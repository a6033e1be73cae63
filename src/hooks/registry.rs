//! Process-wide hook lists
//!
//! One writer at a time appends; readers take cheap snapshots. Each category
//! list is an `Arc<Vec<_>>` replaced wholesale on append, so a snapshot keeps
//! seeing the entries that existed when it was taken.

use std::sync::Arc;

use parking_lot::RwLock;
use serde::Serialize;
use tracing::debug;

use super::{HookCategory, HookEntry};

/// Reply to an add-hook request.
#[derive(Debug, Clone, PartialEq, Eq, Serialize)]
pub struct AddHookReply {
    /// Whether the hook was registered
    pub ok: bool,
    /// Category the hook was added to
    #[serde(skip_serializing_if = "Option::is_none")]
    pub category: Option<HookCategory>,
    /// Entries in the category after the append
    #[serde(skip_serializing_if = "Option::is_none")]
    pub count: Option<usize>,
    /// Why nothing was registered
    #[serde(skip_serializing_if = "Option::is_none")]
    pub reason: Option<String>,
}

impl AddHookReply {
    /// A refusal carrying `reason`.
    #[must_use]
    pub fn rejected(reason: impl Into<String>) -> Self {
        Self {
            ok: false,
            category: None,
            count: None,
            reason: Some(reason.into()),
        }
    }
}

/// Reply to a get-hooks request.
#[derive(Debug, Clone, PartialEq, Serialize)]
pub struct HookListing {
    /// Always `true`
    pub ok: bool,
    /// Listed category, as it was requested
    pub category: String,
    /// Number of entries
    pub count: usize,
    /// The entries, in registration order
    pub hooks: Vec<HookEntry>,
}

impl HookListing {
    /// Listing of a category that has no hooks, such as an unknown one.
    #[must_use]
    pub fn empty(category: impl Into<String>) -> Self {
        Self {
            ok: true,
            category: category.into(),
            count: 0,
            hooks: Vec::new(),
        }
    }
}

/// Hook lists as they were at one point in time.
#[derive(Debug, Clone, Default)]
pub struct HookSnapshot {
    lists: [Arc<Vec<HookEntry>>; 5],
}

impl HookSnapshot {
    /// Entries of `category`.
    #[must_use]
    pub fn get(&self, category: HookCategory) -> &[HookEntry] {
        &self.lists[category.index()]
    }
}

/// The five hook lists shared by every request.
#[derive(Debug, Default)]
pub struct HookRegistry {
    lists: RwLock<HookSnapshot>,
}

impl HookRegistry {
    /// An empty registry.
    #[must_use]
    pub fn new() -> Self {
        Self::default()
    }

    /// Append `entry` to `category`.
    ///
    /// Without an entry nothing is registered and the reply carries
    /// `reason: "no-action"`.
    pub fn add(&self, category: HookCategory, entry: Option<HookEntry>) -> AddHookReply {
        let Some(entry) = entry else {
            return AddHookReply::rejected("no-action");
        };

        let mut lists = self.lists.write();
        let slot = &mut lists.lists[category.index()];
        let mut next = Vec::with_capacity(slot.len() + 1);
        next.extend(slot.iter().cloned());
        next.push(entry);
        let count = next.len();
        *slot = Arc::new(next);
        drop(lists);

        debug!(category = %category, count, "Hook added");
        AddHookReply {
            ok: true,
            category: Some(category),
            count: Some(count),
            reason: None,
        }
    }

    /// Current entries of `category`.
    #[must_use]
    pub fn list(&self, category: HookCategory) -> HookListing {
        let hooks = self.lists.read().get(category).to_vec();
        HookListing {
            ok: true,
            category: category.to_string(),
            count: hooks.len(),
            hooks,
        }
    }

    /// Snapshot of all five lists.
    #[must_use]
    pub fn snapshot(&self) -> HookSnapshot {
        self.lists.read().clone()
    }
}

────────────────────────────────────────

## Work required
Would you retype the lines above from the one with "a get-hooks request." down to the one with "in registration order", word for word, both ends included and no other lines?

## Written response
/// Reply to a get-hooks request.
#[derive(Debug, Clone, PartialEq, Serialize)]
pub struct HookListing {
    /// Always `true`
    pub ok: bool,
    /// Listed category, as it was requested
    pub category: String,
    /// Number of entries
    pub count: usize,
    /// The entries, in registration order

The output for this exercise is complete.